怪奇!白昼に忽然と消えた一音の謎

 先週末。録音作業をしている際に面白い体験をした。
 あるパートを録音。取りあえずOKだったので、聴きなおしてみる。
 すると、弾いたはずの最後の一音が全く聴こえない。
 ありゃ。間違えたかな。と思いインディケーターを見ると、音はちゃんと出ているという表示。前後の状況から判断して、その演奏がバックの音に埋もれているわけでもない。
 機材の故障か?少し焦る。
 試みに、バックの演奏を全て消してその音だけ聴いてみる。
 すると、ちゃんと聴こえるではないか。
 バックの音を各パート毎につけたり消したりしてもちゃんと音は聴こえるのに、全部揃ったら今録った音のその部分だけきれーに聴こえなくなるのだ。不思議。
 
 考えられる線としては「逆位相になった」というのがある。
 音というのは基本的に波ですね。で、波の形というのが当然一つ一つあるわけ。
 で、その波の形とちょうど正反対の形の波が同じタイミングで重なると、打ち消しあってその波の音が聴こえなくなってしまうんですな。この正反対の波が「逆位相」なわけです(と知ったかぶりで解説してるが、正確なところはwikiかなんかで調べてね。但し専門用語が山積みで、骨の髄まで文系な私などは一語たりとも理解できませんが)。

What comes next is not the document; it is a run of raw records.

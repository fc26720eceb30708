//! Process bootstrap (CLI/env parsing, storage connect, in-memory state
//! construction). Grounded on
//! `gproxy-core/src/bootstrap/mod.rs::{CliArgs,bootstrap}` — same
//! CLI>ENV precedence via `clap`'s `env` attribute, same sqlite-DSN
//! sanitization helpers, merged onto `gw_common::config::GlobalConfig`
//! instead of the teacher's DB-persisted admin-editable config (this
//! spec has no admin CRUD surface to edit it from, see DESIGN.md).

use std::collections::HashMap;
use std::path::PathBuf;
use std::sync::Arc;
use std::time::Duration;

use clap::Parser;
use gw_breaker::{CircuitBreaker, CircuitBreakerConfig};
use gw_common::config::{GlobalConfig, GlobalConfigPatch};
use gw_core::auth::StorageAuth;
use gw_core::pipeline::PipelineDeps;
use gw_limits::{InProcessRedisFacade, LiveRedisFacade, RateLimitGuard, RedisFacade, SessionTracker};
use gw_provider_core::model::ProviderConfig;
use gw_provider_core::provider::Provider;
use gw_rules::error_rule::ErrorRuleCache;
use gw_rules::request_filter::RequestFilterCache;
use gw_storage::GatewayStorage;

use crate::http_provider::HttpProvider;

#[derive(Debug, Clone, Parser)]
#[command(name = "gw-gateway", version, about = "Multi-tenant LLM API gateway")]
pub struct CliArgs {
    /// Database DSN (sqlite/postgres/mysql; defaults to a local sqlite file).
    #[arg(long, env = "GW_DSN")]
    pub dsn: Option<String>,

    /// Bind host.
    #[arg(long, env = "GW_HOST")]
    pub host: Option<String>,

    /// Bind port.
    #[arg(long, env = "GW_PORT")]
    pub port: Option<u16>,

    /// `REDIS_URL` from spec.md §6.4; absence degrades L3-L6 to the
    /// in-process fail-open facade.
    #[arg(long, env = "REDIS_URL")]
    pub redis_url: Option<String>,

    #[arg(long, env = "ENABLE_RATE_LIMIT")]
    pub enable_rate_limit: Option<bool>,

    #[arg(long, env = "CLIENT_VERSION_GA_THRESHOLD")]
    pub client_version_ga_threshold: Option<u8>,

    /// Deadline for a single provider dispatch attempt, in seconds.
    #[arg(long, env = "GW_PROVIDER_TIMEOUT_SECS", default_value = "120")]
    pub provider_timeout_secs: u64,
}

pub struct Bootstrap {
    pub storage: Arc<GatewayStorage>,
    pub deps: PipelineDeps,
    pub error_rules: Arc<ErrorRuleCache>,
    pub global: GlobalConfig,
    pub resolve: Arc<dyn Fn(&ProviderConfig) -> Arc<dyn Provider> + Send + Sync>,
}

pub async fn bootstrap_from_env() -> anyhow::Result<Bootstrap> {
    bootstrap(CliArgs::parse()).await
}

pub async fn bootstrap(args: CliArgs) -> anyhow::Result<Bootstrap> {
    let dsn = sanitize_dsn_value(args.dsn.clone());
    ensure_sqlite_parent_dir(&dsn)?;

    let patch = GlobalConfigPatch {
        host: sanitize_optional_env_value(args.host.clone()),
        port: args.port,
        dsn: Some(dsn.clone()),
        tz: None,
        tz_offset_hours: None,
        redis_url: sanitize_optional_env_value(args.redis_url.clone()),
        enable_rate_limit: args.enable_rate_limit,
        client_version_ga_threshold: args.client_version_ga_threshold,
        admin_token_hash: None,
        event_redact_sensitive: None,
    };
    let global = patch.into_config()?;

    let storage = Arc::new(GatewayStorage::connect(&dsn).await?);
    storage.sync().await?;

    let redis: Arc<dyn RedisFacade> = match global.redis_url.as_deref() {
        Some(url) => Arc::new(LiveRedisFacade::connect(url).await?),
        None => {
            tracing::warn!(event = "redis_not_configured", "falling back to the in-process rate-limit/breaker facade");
            Arc::new(InProcessRedisFacade::default())
        }
    };

    let sessions = Arc::new(SessionTracker::new(redis.clone()));
    let rate_limiter = Arc::new(RateLimitGuard::new(redis.clone(), sessions.clone()));

    let providers = storage.list_enabled_providers().await?;
    let breaker_configs: HashMap<_, _> = providers
        .iter()
        .map(|provider| (provider.id, CircuitBreakerConfig::default()))
        .collect();
    let breaker = Arc::new(CircuitBreaker::new(breaker_configs, redis.clone()));
    breaker.preload().await;

    let error_rules = Arc::new(ErrorRuleCache::new(&storage.list_error_rules().await?));
    let request_filters = Arc::new(RequestFilterCache::new(storage.list_request_filters().await?));

    let auth = Arc::new(StorageAuth::new(storage.clone()));

    let deps = PipelineDeps {
        storage: storage.clone(),
        auth,
        rate_limiter,
        sessions,
        breaker,
        request_filters,
        redis,
        provider_timeout: Duration::from_secs(args.provider_timeout_secs),
        enable_rate_limit: global.enable_rate_limit,
    };

    let http_client = wreq::Client::builder().build()?;
    let resolve = Arc::new(move |config: &ProviderConfig| {
        Arc::new(HttpProvider::new(http_client.clone(), config.clone())) as Arc<dyn Provider>
    });

    Ok(Bootstrap { storage, deps, error_rules, global, resolve })
}

fn sanitize_optional_env_value(value: Option<String>) -> Option<String> {
    let trimmed = value?.trim().to_string();
    if trimmed.is_empty() {
        return None;
    }
    if trimmed.starts_with("${") && trimmed.ends_with('}') {
        return None;
    }
    Some(trimmed)
}

fn sanitize_dsn_value(value: Option<String>) -> String {
    sanitize_optional_env_value(value).unwrap_or_else(default_dsn)
}

fn default_dsn() -> String {
    if let Some(data_dir) = sanitize_optional_env_value(std::env::var("GW_DATA_DIR").ok()) {
        let dir = data_dir.trim_end_matches('/');
        return format!("sqlite://{dir}/gw-gateway.db?mode=rwc");
    }
    "sqlite://gw-gateway.db?mode=rwc".to_string()
}

fn ensure_sqlite_parent_dir(dsn: &str) -> anyhow::Result<()> {
    let Some(db_path) = sqlite_file_path_from_dsn(dsn) else {
        return Ok(());
    };
    let Some(parent) = db_path.parent() else {
        return Ok(());
    };
    if parent.as_os_str().is_empty() {
        return Ok(());
    }
    std::fs::create_dir_all(parent)?;
    Ok(())
}

fn sqlite_file_path_from_dsn(dsn: &str) -> Option<PathBuf> {
    let rest = dsn.strip_prefix("sqlite:")?;
    let path_part = rest.split(['?', '#']).next()?.trim();
    if path_part.is_empty() {
        return None;
    }
    let mut normalized = path_part;
    if let Some(stripped) = normalized.strip_prefix("//") {
        normalized = stripped;
    }
    if normalized.eq_ignore_ascii_case(":memory:") {
        return None;
    }
    Some(PathBuf::from(normalized))
}

#[cfg(test)]
mod tests {
    use super::sqlite_file_path_from_dsn;

    #[test]
    fn sqlite_dsn_resolves_relative_path() {
        let path = sqlite_file_path_from_dsn("sqlite://gw-gateway.db?mode=rwc").unwrap();
        assert_eq!(path.to_string_lossy(), "gw-gateway.db");
    }

    #[test]
    fn sqlite_memory_dsn_is_ignored() {
        assert!(sqlite_file_path_from_dsn("sqlite::memory:").is_none());
        assert!(sqlite_file_path_from_dsn("sqlite://:memory:").is_none());
    }
}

 この場合、録音したパートとバックの音が最後の音だけちょうど逆位相となった、という事らしいんだけど、そんな事ってあるんかいな。
 よくCDのヴォーカルの音を消す機能、なんてのがあって、こういうのは逆位相を利用しているんだけど、これは人為的にヴォーカルの波と逆位相の波を作るんだよね。まったくの偶然で出来るもんじゃないと思うんだけどねえ。
 結局いくら音が入っていても聴こえないと意味がないわけで、そのパートだけ録り直した。
 すると今度はちゃんと最後まで聴こえるではないか。まあ同じように弾いたつもりでも、基本的に演奏がヘタクソなので(笑)、同じ演奏をしたつもりでもタイミング的に多少のずれができて逆位相を免れた、のかもしれない。
 いづれにしても長い宅録生活の中でこんな経験は始めてである。何かの魔術か、怪奇現象にでも遭遇したような気分だ。
 
 追記
 ここまで書いてきて思ったけど、これ自分で録音やってる人とか以外にとってはホントにどーでもいい内容だな(笑)。
 以前、ロック界随一の機材フェチでならすルー・リードがインタヴューで、「俺がギターに使う木の材質についてしゃべり始めた途端、インタヴューする奴の目がどよんと曇りやがる」とか言っていたが、多分この文読んでる人の殆ど全てはこの状態ですね(笑)。すみません。